I still owe you the four-pieces charts, so here they are. First, Food & Energy.

Next, Core Goods. It suffered a big setback today but it still looks generally uptrending. I don’t think this is about to go to 4, but something between 0.5% and 1.0% for a while is not hard to imagine especially if pharma prices stabilize.

Core services, ex rent-of-shelter. Now, this starts to look a little more interesting? Medical Care showing some perkiness and as the second-most-stable piece here, core services less rent of shelter is worth monitoring for the longer-term macro inflation picture.

Finally, Rent of Shelter. Still in the same general vicinity, but there are starting to be some anecdotal reports of softness in home prices in certain areas so it’s worth monitoring. It’s not about to plunge as in 2007-09, but it just needs to back off a little to change how concerned we are about inflation.

That said, inflation seems to be broadening a bit and also becoming more volatile. The volatility is partly because the BLS is changing the way they do certain things but it’s also a consequence of fractious trade relationships where firms are changing their sourcing, prices are responding to tariffs and tariff threats, etc. To the average consumer who encodes price increases as inflation and price decreases as good shopping, volatility in prices feels very much like inflation so if this continues then inflation expectations could rise just on the volatility (unless it’s all measurement volatility, of course).
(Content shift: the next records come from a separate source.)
//! Built-in proportional 5x7 ASCII font
//!
//! Printable codes 32..=126. Blank edge columns are trimmed from every
//! glyph except space, which is three columns wide. Row 0 is bit 0.

use super::Font;

/// Proportional 5x7 font covering printable ASCII
pub static DEFAULT_FONT: Font = Font::new(&WIDTHS, &OFFSETS, &BITMAP);

static WIDTHS: [u8; 128] = [
    0, 0, 0, 0, 0, 0, 0, 0, 0, 0, 0, 0, 0, 0, 0, 0,
    0, 0, 0, 0, 0, 0, 0, 0, 0, 0, 0, 0, 0, 0, 0, 0,
    3, 1, 3, 5, 5, 5, 5, 2, 3, 3, 5, 5, 2, 5, 2, 5,
    5, 3, 5, 5, 5, 5, 5, 5, 5, 5, 2, 2, 4, 5, 4, 5,
    5, 5, 5, 5, 5, 5, 5, 5, 5, 3, 5, 5, 5, 5, 5, 5,
    5, 5, 5, 5, 5, 5, 5, 5, 5, 5, 5, 3, 5, 3, 5, 5,
    3, 5, 5, 5, 5, 5, 5, 5, 5, 3, 4, 4, 3, 5, 5, 5,
    5, 5, 5, 5, 5, 5, 5, 5, 5, 5, 5, 3, 1, 3, 5, 0,
];

static OFFSETS: [u16; 128] = [
    0, 0, 0, 0, 0, 0, 0, 0, 0, 0, 0, 0,
    0, 0, 0, 0, 0, 0, 0, 0, 0, 0, 0, 0,
    0, 0, 0, 0, 0, 0, 0, 0, 0, 3, 4, 7,
    12, 17, 22, 27, 29, 32, 35, 40, 45, 47, 52, 54,
    59, 64, 67, 72, 77, 82, 87, 92, 97, 102, 107, 109,
    111, 115, 120, 124, 129, 134, 139, 144, 149, 154, 159, 164,
    169, 174, 177, 182, 187, 192, 197, 202, 207, 212, 217, 222,
    227, 232, 237, 242, 247, 252, 257, 262, 265, 270, 273, 278,
    283, 286, 291, 296, 301, 306, 311, 316, 321, 326, 329, 333,
    337, 340, 345, 350, 355, 360, 365, 370, 375, 380, 385, 390,
    395, 400, 405, 410, 413, 414, 417, 0,
];

static BITMAP: [u8; 422] = [
    0x00, 0x00, 0x00, // ' '
    0x5F, // '!'
    0x07, 0x00, 0x07, // '"'
    0x14, 0x7F, 0x14, 0x7F, 0x14, // '#'
    0x24, 0x2A, 0x7F, 0x2A, 0x12, // '$'
    0x23, 0x13, 0x08, 0x64, 0x62, // '%'
    0x36, 0x49, 0x55, 0x22, 0x50, // '&'
    0x05, 0x03, // '\''
    0x1C, 0x22, 0x41, // '('
    0x41, 0x22, 0x1C, // ')'
    0x08, 0x2A, 0x1C, 0x2A, 0x08, // '*'
    0x08, 0x08, 0x3E, 0x08, 0x08, // '+'
    0x50, 0x30, // ','
    0x08, 0x08, 0x08, 0x08, 0x08, // '-'
    0x60, 0x60, // '.'
    0x20, 0x10, 0x08, 0x04, 0x02, // '/'
    0x3E, 0x51, 0x49, 0x45, 0x3E, // '0'
    0x42, 0x7F, 0x40, // '1'
    0x42, 0x61, 0x51, 0x49, 0x46, // '2'
    0x21, 0x41, 0x45, 0x4B, 0x31, // '3'
    0x18, 0x14, 0x12, 0x7F, 0x10, // '4'
    0x27, 0x45, 0x45, 0x45, 0x39, // '5'
    0x3C, 0x4A, 0x49, 0x49, 0x30, // '6'
    0x01, 0x71, 0x09, 0x05, 0x03, // '7'
    0x36, 0x49, 0x49, 0x49, 0x36, // '8'
    0x06, 0x49, 0x49, 0x29, 0x1E, // '9'
    0x36, 0x36, // ':'
    0x56, 0x36, // ';'
    0x08, 0x14, 0x22, 0x41, // '<'
    0x14, 0x14, 0x14, 0x14, 0x14, // '='
    0x41, 0x22, 0x14, 0x08, // '>'
    0x02, 0x01, 0x51, 0x09, 0x06, // '?'
    0x32, 0x49, 0x79, 0x41, 0x3E, // '@'
    0x7E, 0x11, 0x11, 0x11, 0x7E, // 'A'
    0x7F, 0x49, 0x49, 0x49, 0x36, // 'B'
    0x3E, 0x41, 0x41, 0x41, 0x22, // 'C'
    0x7F, 0x41, 0x41, 0x22, 0x1C, // 'D'
    0x7F, 0x49, 0x49, 0x49, 0x41, // 'E'
    0x7F, 0x09, 0x09, 0x01, 0x01, // 'F'
    0x3E, 0x41, 0x41, 0x51, 0x32, // 'G'
    0x7F, 0x08, 0x08, 0x08, 0x7F, // 'H'
    0x41, 0x7F, 0x41, // 'I'
    0x20, 0x40, 0x41, 0x3F, 0x01, // 'J'
    0x7F, 0x08, 0x14, 0x22, 0x41, // 'K'
    0x7F, 0x40, 0x40, 0x40, 0x40, // 'L'
    0x7F, 0x02, 0x04, 0x02, 0x7F, // 'M'
    0x7F, 0x04, 0x08, 0x10, 0x7F, // 'N'
    0x3E, 0x41, 0x41, 0x41, 0x3E, // 'O'
    0x7F, 0x09, 0x09, 0x09, 0x06, // 'P'
    0x3E, 0x41, 0x51, 0x21, 0x5E, // 'Q'
    0x7F, 0x09, 0x19, 0x29, 0x46, // 'R'
    0x46, 0x49, 0x49, 0x49, 0x31, // 'S'
    0x01, 0x01, 0x7F, 0x01, 0x01, // 'T'
    0x3F, 0x40, 0x40, 0x40, 0x3F, // 'U'
    0x1F, 0x20, 0x40, 0x20, 0x1F, // 'V'
    0x7F, 0x20, 0x18, 0x20, 0x7F, // 'W'
    0x63, 0x14, 0x08, 0x14, 0x63, // 'X'
    0x03, 0x04, 0x78, 0x04, 0x03, // 'Y'
    0x61, 0x51, 0x49, 0x45, 0x43, // 'Z'
    0x7F, 0x41, 0x41, // '['
    0x02, 0x04, 0x08, 0x10, 0x20, // '\\'
    0x41, 0x41, 0x7F, // ']'
    0x04, 0x02, 0x01, 0x02, 0x04, // '^'
    0x40, 0x40, 0x40, 0x40, 0x40, // '_'
    0x01, 0x02, 0x04, // '`'
    0x20, 0x54, 0x54, 0x54, 0x78, // 'a'
    0x7F, 0x48, 0x44, 0x44, 0x38, // 'b'
    0x38, 0x44, 0x44, 0x44, 0x20, // 'c'
    0x38, 0x44, 0x44, 0x48, 0x7F, // 'd'
    0x38, 0x54, 0x54, 0x54, 0x18, // 'e'
    0x08, 0x7E, 0x09, 0x01, 0x02, // 'f'
    0x0C, 0x52, 0x52, 0x52, 0x3E, // 'g'
    0x7F, 0x08, 0x04, 0x04, 0x78, // 'h'
    0x44, 0x7D, 0x40, // 'i'
    0x20, 0x40, 0x44, 0x3D, // 'j'
    0x7F, 0x10, 0x28, 0x44, // 'k'
    0x41, 0x7F, 0x40, // 'l'
    0x7C, 0x04, 0x18, 0x04, 0x78, // 'm'
    0x7C, 0x08, 0x04, 0x04, 0x78, // 'n'
    0x38, 0x44, 0x44, 0x44, 0x38, // 'o'
    0x7C, 0x14, 0x14, 0x14, 0x08, // 'p'
    0x08, 0x14, 0x14, 0x18, 0x7C, // 'q'
    0x7C, 0x08, 0x04, 0x04, 0x08, // 'r'
    0x48, 0x54, 0x54, 0x54, 0x20, // 's'
    0x04, 0x3F, 0x44, 0x40, 0x20, // 't'
    0x3C, 0x40, 0x40, 0x20, 0x7C, // 'u'
    0x1C, 0x20, 0x40, 0x20, 0x1C, // 'v'
    0x3C, 0x40, 0x30, 0x40, 0x3C, // 'w'
    0x44, 0x28, 0x10, 0x28, 0x44, // 'x'
    0x0C, 0x50, 0x50, 0x50, 0x3C, // 'y'
    0x44, 0x64, 0x54, 0x4C, 0x44, // 'z'
    0x08, 0x36, 0x41, // '{'
    0x7F, // '|'
    0x41, 0x36, 0x08, // '}'
    0x08, 0x04, 0x08, 0x10, 0x08, // '~'
];
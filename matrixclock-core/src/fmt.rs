//! Logging macros
//!
//! Forward to `defmt` when the `defmt` feature is enabled and expand to
//! nothing otherwise, so the core stays silent on host builds.

#![allow(unused_macros)]

macro_rules! trace {
    ($s:literal $(, $x:expr)* $(,)?) => {
        {
            #[cfg(feature = "defmt")]
            ::defmt::trace!($s $(, $x)*);
            #[cfg(not(feature = "defmt"))]
            let _ = ($( & $x, )*);
        }
    };
}

macro_rules! debug {
    ($s:literal $(, $x:expr)* $(,)?) => {
        {
            #[cfg(feature = "defmt")]
            ::defmt::debug!($s $(, $x)*);
            #[cfg(not(feature = "defmt"))]
            let _ = ($( & $x, )*);
        }
    };
}

macro_rules! info {
    ($s:literal $(, $x:expr)* $(,)?) => {
        {
            #[cfg(feature = "defmt")]
            ::defmt::info!($s $(, $x)*);
            #[cfg(not(feature = "defmt"))]
            let _ = ($( & $x, )*);
        }
    };
}

macro_rules! warn {
    ($s:literal $(, $x:expr)* $(,)?) => {
        {
            #[cfg(feature = "defmt")]
            ::defmt::warn!($s $(, $x)*);
            #[cfg(not(feature = "defmt"))]
            let _ = ($( & $x, )*);
        }
    };
}
//! GPIO pin abstractions
//!
//! The LED-matrix bus only ever drives pins, so only the output side is
//! modelled here.

/// Digital output pin
///
/// Implementations should handle the actual hardware register manipulation
/// for the specific chip. Writes are infallible; a chip HAL that can fail
/// should be wrapped by an adapter that decides what to do with the error.
pub trait OutputPin {
    /// Set the pin high (logic 1)
    fn set_high(&mut self);

    /// Set the pin low (logic 0)
    fn set_low(&mut self);

    /// Set the pin to a specific state
    fn set_state(&mut self, high: bool) {
        if high {
            self.set_high();
        } else {
            self.set_low();
        }
    }
}

impl<P: OutputPin + ?Sized> OutputPin for &mut P {
    fn set_high(&mut self) {
        (**self).set_high();
    }

    fn set_low(&mut self) {
        (**self).set_low();
    }
}
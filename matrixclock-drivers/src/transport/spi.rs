//! SPI chain transport
//!
//! Uses a hardware SPI master for DIN/CLK and a GPIO for LOAD. The frame
//! for the whole chain is collected during a cycle and written in a single
//! burst on commit, so per-byte SPI overhead is paid once per cycle.

use heapless::Vec;

use matrixclock_core::traits::BusTransport;
use matrixclock_hal::{OutputPin, SpiBus};

/// Errors that can occur with the SPI transport
#[derive(Debug, Clone, Copy, PartialEq, Eq)]
#[cfg_attr(feature = "defmt", derive(defmt::Format))]
pub enum SpiTransportError<E> {
    /// SPI peripheral error
    Spi(E),
    /// More bytes were sent in one cycle than `FRAME` holds
    FrameOverflow,
}

/// Chain transport over an SPI master and a latch pin
///
/// `FRAME` must be at least two bytes per chip in the chain.
pub struct SpiTransport<SPI, LOAD, const FRAME: usize> {
    spi: SPI,
    load: LOAD,
    frame: Vec<u8, FRAME>,
}

impl<SPI, LOAD, const FRAME: usize> SpiTransport<SPI, LOAD, FRAME>
where
    SPI: SpiBus,
    LOAD: OutputPin,
{
    /// Create a transport
    ///
    /// The SPI bus should run in mode 0 at no more than 10 MHz.
    pub fn new(spi: SPI, load: LOAD) -> Self {
        Self {
            spi,
            load,
            frame: Vec::new(),
        }
    }

    /// Give back the SPI bus and latch pin
    pub fn release(self) -> (SPI, LOAD) {
        (self.spi, self.load)
    }
}

impl<SPI, LOAD, const FRAME: usize> BusTransport for SpiTransport<SPI, LOAD, FRAME>
where
    SPI: SpiBus,
    LOAD: OutputPin,
{
    type Error = SpiTransportError<SPI::Error>;

    fn configure(&mut self) -> Result<(), Self::Error> {
        self.load.set_high();
        Ok(())
    }

    fn begin(&mut self) -> Result<(), Self::Error> {
        self.frame.clear();
        Ok(())
    }

    fn send(&mut self, byte: u8) -> Result<(), Self::Error> {
        self.frame
            .push(byte)
            .map_err(|_| SpiTransportError::FrameOverflow)
    }

    /// Write the collected frame and latch it
    ///
    /// If the write fails, an all-NOOP frame of the same length is shifted
    /// in before LOAD rises, so a partly shifted frame is pushed out of the
    /// chain instead of being latched into the registers.
    fn commit(&mut self) -> Result<(), Self::Error> {
        self.load.set_low();
        let result = self
            .spi
            .write(&self.frame)
            .and_then(|()| self.spi.flush())
            .map_err(SpiTransportError::Spi);
        if result.is_err() {
            #[cfg(feature = "defmt")]
            defmt::warn!("SPI frame write failed, latching no-ops");
            self.frame.iter_mut().for_each(|byte| *byte = 0);
            let _ = self.spi.write(&self.frame).and_then(|()| self.spi.flush());
        }
        self.load.set_high();
        self.frame.clear();
        result
    }
}
//! Ambient light sensor
//!
//! A photo-resistor divider on an ADC input, sampled periodically and
//! mapped onto the 16 brightness steps of the matrix controllers. Readings
//! are smoothed with an exponential moving average so the display does not
//! flicker between two levels.

use matrixclock_core::brightness::SharedBrightness;
use matrixclock_core::command::MAX_BRIGHTNESS;
use matrixclock_hal::adc::{AdcReader, ADC_MAX_12BIT};

/// Errors that can occur while sampling
#[derive(Debug, Clone, Copy, PartialEq, Eq)]
#[cfg_attr(feature = "defmt", derive(defmt::Format))]
pub enum SensorError<E> {
    /// ADC conversion failed
    Adc(E),
}

/// Light sensor configuration
#[derive(Debug, Clone, Copy, PartialEq, Eq)]
#[cfg_attr(feature = "defmt", derive(defmt::Format))]
pub struct LightSensorConfig {
    /// Reading falls as light rises (photo-resistor on the low side)
    pub inverted: bool,
    /// EMA weight of a new sample is `1 / 2^smoothing_shift` (0 = none)
    pub smoothing_shift: u8,
}

impl Default for LightSensorConfig {
    fn default() -> Self {
        Self {
            inverted: false,
            smoothing_shift: 2,
        }
    }
}

/// Light sensor producing brightness levels
pub struct LightSensor<ADC> {
    adc: ADC,
    config: LightSensorConfig,
    /// Smoothed reading, 12-bit
    filtered: Option<u16>,
}

impl<ADC: AdcReader> LightSensor<ADC> {
    /// Create a sensor
    pub fn new(adc: ADC, config: LightSensorConfig) -> Self {
        Self {
            adc,
            config,
            filtered: None,
        }
    }

    /// Smoothed 12-bit reading, if any sample was taken
    pub fn filtered(&self) -> Option<u16> {
        self.filtered
    }

    /// Map a 12-bit reading to a brightness level
    pub fn level_for(&self, reading: u16) -> u8 {
        let reading = reading.min(ADC_MAX_12BIT) as u32;
        let level = (reading * (MAX_BRIGHTNESS as u32 + 1) / (ADC_MAX_12BIT as u32 + 1)) as u8;
        if self.config.inverted {
            MAX_BRIGHTNESS - level
        } else {
            level
        }
    }

    /// Take one sample and return the resulting brightness level
    pub fn sample(&mut self) -> Result<u8, SensorError<ADC::Error>> {
        let raw = self.adc.read().map_err(SensorError::Adc)?.min(ADC_MAX_12BIT);

        let filtered = match self.filtered {
            None => raw,
            Some(prev) => {
                let prev = prev as i32;
                let delta = (raw as i32 - prev) >> self.config.smoothing_shift.min(15);
                (prev + delta) as u16
            }
        };
        self.filtered = Some(filtered);

        Ok(self.level_for(filtered))
    }

    /// Sample and publish the level to `shared`
    pub fn update(&mut self, shared: &SharedBrightness) -> Result<u8, SensorError<ADC::Error>> {
        let level = self.sample()?;
        shared.store(level);
        Ok(level)
    }
}
impl AgentInner {
    fn new(config: Configuration) -> Self {
        Self {
            state: AgentState::new(config),
            managers: BTreeMap::new(),
            tasks: TaskQueue::new(),
            next_endpoint_id: 0,
        }
    }

    fn with_manager<R>(
        &mut self,
        id: EndpointId,
        dispatch: &mut Dispatch,
        f: impl FnOnce(&mut EndpointManager, &mut AgentState, &mut Vec<EndpointEvent>) -> R,
    ) -> Result<R, AgentError> {
        let manager = self
            .managers
            .get_mut(&id)
            .ok_or(AgentError::ResourceNotFound)?;
        let mut events = vec![];
        let ret = f(manager, &mut self.state, &mut events);
        if !events.is_empty() {
            dispatch.push((manager.endpoint().clone(), events));
        }
        Ok(ret)
    }

    fn execute(&mut self, task: Task, dispatch: &mut Dispatch, now: Instant) {
        trace!("executing {:?}", task);
        let next = match task {
            Task::ServerReflexive(id) => self
                .with_manager(id, dispatch, |manager, state, events| {
                    Some(manager.server_reflexive_task(state, events, now))
                }),
            Task::ChangePassword(id) => self
                .with_manager(id, dispatch, |manager, state, events| {
                    Some(manager.change_password_task(state, events, now))
                }),
            Task::Checklist(id, checklist) => {
                self.with_manager(id, dispatch, |manager, state, events| {
                    manager.execute_checklist(checklist, state, events, now)
                })
            }
        };
        if let Ok(Some(next)) = next {
            self.tasks.enqueue(task, next);
        }
    }

    // fan out the unfreezes and wakeups collected by the last operation
    fn process_deferred(&mut self, dispatch: &mut Dispatch, now: Instant) {
        loop {
            for (task, release_time) in self.state.wakeups.drain(..) {
                // removed endpoints leave wakeups for their checklists behind
                if self.managers.contains_key(&task.endpoint()) {
                    self.tasks.enqueue(task, release_time);
                }
            }

            let unfreezes = std::mem::take(&mut self.state.deferred_unfreezes);
            let released = self.state.foundations.take_released();
            if unfreezes.is_empty() && !released {
                break;
            }

            let ids: Vec<EndpointId> = self.managers.keys().copied().collect();
            for id in ids {
                let _ = self.with_manager(id, dispatch, |manager, state, events| {
                    for foundation in &unfreezes {
                        manager.unfreeze_foundation(foundation, state, events, now);
                    }
                    if released {
                        manager.unfreeze(state, events, now);
                    }
                });
            }
        }

        if cfg!(debug_assertions) {
            self.check_invariants();
        }
    }

    fn check_invariants(&self) {
        let mut expected = ActiveFoundationSet::default();
        for manager in self.managers.values() {
            manager.compute_active_foundations(&mut expected);
            manager.check_invariants();
        }
        debug_assert_eq!(expected.map, self.state.foundations.map);
    }
}
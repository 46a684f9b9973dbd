// Copyright (C) 2020 Matthew Waters <matthew@centricular.com>
//
// Licensed under the Apache License, Version 2.0 <LICENSE-APACHE or
// http://www.apache.org/licenses/LICENSE-2.0> or the MIT license
// <LICENSE-MIT or http://opensource.org/licenses/MIT>, at your
// option. This file may not be copied, modified, or distributed
// except according to those terms.

#![allow(dead_code)]

use std::collections::HashMap;
use std::net::SocketAddr;
use std::sync::{Arc, Mutex};
use std::time::{Duration, Instant};

use once_cell::sync::Lazy;
use tracing_subscriber::EnvFilter;

use rtps_ice::agent::Agent;
use rtps_ice::candidate::AgentInfo;
use rtps_ice::config::Configuration;
use rtps_ice::endpoint::*;
use rtps_ice::stun::message::{Message, MessageClass};
use rtps_ice::stun::server;
use rtps_ice::EndpointId;

static TRACING: Lazy<()> = Lazy::new(|| {
    if let Ok(filter) = EnvFilter::try_from_default_env() {
        tracing_subscriber::fmt()
            .with_env_filter(filter)
            .with_test_writer()
            .init();
    }
});

pub fn debug_init() {
    Lazy::force(&TRACING);
}

pub fn guid(n: u8) -> Guid {
    Guid([n; 16])
}

/// An endpoint that records everything the agent asks of it
#[derive(Debug, Default)]
pub struct MockEndpoint {
    addresses: Mutex<Vec<SocketAddr>>,
    stun_server: Mutex<Option<SocketAddr>>,
    outbox: Mutex<Vec<(SocketAddr, Message)>>,
    connects: Mutex<Vec<(GuidSet, SocketAddr)>>,
    disconnects: Mutex<Vec<GuidSet>>,
}

impl MockEndpoint {
    pub fn new(address: SocketAddr) -> Arc<Self> {
        Arc::new(Self {
            addresses: Mutex::new(vec![address]),
            ..Default::default()
        })
    }

    pub fn address(&self) -> SocketAddr {
        self.addresses.lock().unwrap()[0]
    }

    pub fn set_address(&self, address: SocketAddr) {
        *self.addresses.lock().unwrap() = vec![address];
    }

    pub fn set_stun_server(&self, server: Option<SocketAddr>) {
        *self.stun_server.lock().unwrap() = server;
    }

    pub fn connects(&self) -> Vec<(GuidSet, SocketAddr)> {
        self.connects.lock().unwrap().clone()
    }

    pub fn disconnects(&self) -> Vec<GuidSet> {
        self.disconnects.lock().unwrap().clone()
    }

    fn take_outbox(&self) -> Vec<(SocketAddr, Message)> {
        std::mem::take(&mut *self.outbox.lock().unwrap())
    }
}

impl Endpoint for MockEndpoint {
    fn host_addresses(&self) -> Vec<SocketAddr> {
        self.addresses.lock().unwrap().clone()
    }

    fn stun_server_address(&self) -> Option<SocketAddr> {
        *self.stun_server.lock().unwrap()
    }

    fn send(&self, destination: SocketAddr, message: &Message) {
        self.outbox
            .lock()
            .unwrap()
            .push((destination, message.clone()));
    }

    fn ice_connect(&self, guids: &GuidSet, address: SocketAddr) {
        self.connects.lock().unwrap().push((guids.clone(), address));
    }

    fn ice_disconnect(&self, guids: &GuidSet) {
        self.disconnects.lock().unwrap().push(guids.clone());
    }
}

#[derive(Debug, Default)]
pub struct RecordingListener {
    infos: Mutex<Vec<AgentInfo>>,
}

impl RecordingListener {
    pub fn infos(&self) -> Vec<AgentInfo> {
        self.infos.lock().unwrap().clone()
    }
}

impl AgentInfoListener for RecordingListener {
    fn update_agent_info(&self, _local_guid: &Guid, agent_info: &AgentInfo) {
        self.infos.lock().unwrap().push(agent_info.clone());
    }
}

#[derive(Debug, Clone)]
pub struct Datagram {
    pub from: SocketAddr,
    pub to: SocketAddr,
    pub msg: Message,
}

pub struct Node {
    pub agent: Agent,
    pub endpoint: Arc<MockEndpoint>,
    pub id: EndpointId,
}

/// Agents exchanging STUN messages in memory, driven by a manual clock
pub struct Network {
    pub nodes: Vec<Node>,
    pub now: Instant,
    tick: Duration,
    drop_filter: Option<Box<dyn FnMut(&Datagram) -> bool>>,
    stun_server: Option<SocketAddr>,
    // the address the STUN server observes for a host address
    nat: HashMap<SocketAddr, SocketAddr>,
    pub stun_log: Vec<(SocketAddr, MessageClass)>,
}

impl Default for Network {
    fn default() -> Self {
        Self {
            nodes: vec![],
            now: Instant::now(),
            tick: Duration::from_millis(50),
            drop_filter: None,
            stun_server: None,
            nat: HashMap::new(),
            stun_log: vec![],
        }
    }
}

impl Network {
    pub fn add_node(&mut self, config: Configuration, address: &str) -> usize {
        let agent = Agent::new(config);
        let endpoint = MockEndpoint::new(address.parse().unwrap());
        endpoint.set_stun_server(self.stun_server);
        let id = agent.add_endpoint(endpoint.clone(), self.now).unwrap();
        self.nodes.push(Node {
            agent,
            endpoint,
            id,
        });
        self.nodes.len() - 1
    }

    pub fn set_drop_filter(&mut self, filter: impl FnMut(&Datagram) -> bool + 'static) {
        self.drop_filter = Some(Box::new(filter));
    }

    /// Must be called before adding nodes
    pub fn set_stun_server(&mut self, server: &str) {
        self.stun_server = Some(server.parse().unwrap());
    }

    pub fn add_nat_mapping(&mut self, private: &str, public: &str) {
        self.nat
            .insert(private.parse().unwrap(), public.parse().unwrap());
    }

    pub fn agent_info(&self, node: usize) -> AgentInfo {
        let node = &self.nodes[node];
        node.agent.get_local_agent_info(node.id).unwrap()
    }

    /// Start ICE from `local_guid` on `local` to `remote_guid` on `remote` with the current agent
    /// info of `remote`
    pub fn start_ice(&self, local: usize, local_guid: Guid, remote: usize, remote_guid: Guid) {
        let info = self.agent_info(remote);
        self.start_ice_with(local, local_guid, remote_guid, &info);
    }

    pub fn start_ice_with(&self, local: usize, local_guid: Guid, remote_guid: Guid, info: &AgentInfo) {
        let node = &self.nodes[local];
        node.agent
            .start_ice(node.id, local_guid, remote_guid, info, self.now)
            .unwrap();
    }

    pub fn get_address(&self, local: usize, local_guid: Guid, remote_guid: Guid) -> Option<SocketAddr> {
        let node = &self.nodes[local];
        node.agent.get_address(node.id, local_guid, remote_guid)
    }

    fn node_for(&self, address: SocketAddr) -> Option<usize> {
        self.nodes
            .iter()
            .position(|node| node.endpoint.host_addresses().contains(&address))
    }

    /// Pass messages around until nobody has anything more to send
    pub fn deliver(&mut self) {
        for _ in 0..1000 {
            let mut datagrams = vec![];
            for node in &self.nodes {
                let from = node.endpoint.address();
                for (to, msg) in node.endpoint.take_outbox() {
                    datagrams.push(Datagram { from, to, msg });
                }
            }
            if datagrams.is_empty() {
                return;
            }

            for datagram in datagrams {
                if let Some(filter) = self.drop_filter.as_mut() {
                    if filter(&datagram) {
                        continue;
                    }
                }

                if Some(datagram.to) == self.stun_server {
                    self.stun_log.push((datagram.from, datagram.msg.class()));
                    let observed = self
                        .nat
                        .get(&datagram.from)
                        .copied()
                        .unwrap_or(datagram.from);
                    if let Some(response) = server::handle_message(&datagram.msg, observed).unwrap() {
                        if let Some(node) = self.node_for(datagram.from) {
                            let node = &self.nodes[node];
                            node.agent
                                .receive(node.id, datagram.from, datagram.to, &response, self.now)
                                .unwrap();
                        }
                    }
                    continue;
                }

                if let Some(node) = self.node_for(datagram.to) {
                    let node = &self.nodes[node];
                    node.agent
                        .receive(node.id, datagram.to, datagram.from, &datagram.msg, self.now)
                        .unwrap();
                }
            }
        }
        panic!("messages kept flowing");
    }

    /// Run every due task and deliver the resulting messages
    pub fn step(&mut self) {
        loop {
            let mut ran = false;
            for node in &self.nodes {
                if node
                    .agent
                    .next_deadline()
                    .map_or(false, |deadline| deadline <= self.now)
                {
                    node.agent.handle_timeout(self.now);
                    ran = true;
                }
            }
            self.deliver();
            if !ran {
                break;
            }
        }
    }

    pub fn advance(&mut self, duration: Duration) {
        let end = self.now + duration;
        while self.now < end {
            self.step();
            self.now += self.tick;
        }
        self.step();
    }

    /// Advance time until `cond` holds.  Returns false on timeout.
    pub fn run_until(&mut self, timeout: Duration, mut cond: impl FnMut(&Network) -> bool) -> bool {
        let end = self.now + timeout;
        loop {
            self.step();
            if cond(self) {
                return true;
            }
            if self.now >= end {
                return false;
            }
            self.now += self.tick;
        }
    }
}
I do think that the investment implication of today’s inflation numbers is muted compared to the implication of what the Fed has said about the inflation numbers. To wit, the Fed won’t even consider hiking to restrain inflation unless they see “a really significant move up in inflation that’s persistent.” So far we haven’t seen that, and in fact recently the upper tails have been coming down just as the fast as the lower tails have been going up. The chart below shows what proportion of the CPI is inflating faster than 4% y/y.

But from an investor’s standpoint and more importantly from an advisor’s standpoint, the Fed stance changes how you approach a portfolio if you are a professional-risk-minimizer (as most advisors are). In the old days, an uptick in inflation that caught an advisor flat-footed might be forgiven because we assumed the Fed was working hard in our direction – to keep inflation low. But now, even if you don’t think inflation is going to rise, the professional risk on the downside is bigger because clients will say to the advisor “why didn’t we have any inflation hedges? The Fed told you they wanted expectations to go higher!” Maybe this is too subtle, but breakevens are up 20-25bps over the last few weeks and I think no small part of that is because investors and advisors are now on their own with respect to inflation. In my experience, people who think they might be shot at can usually be trusted to dig their own foxholes.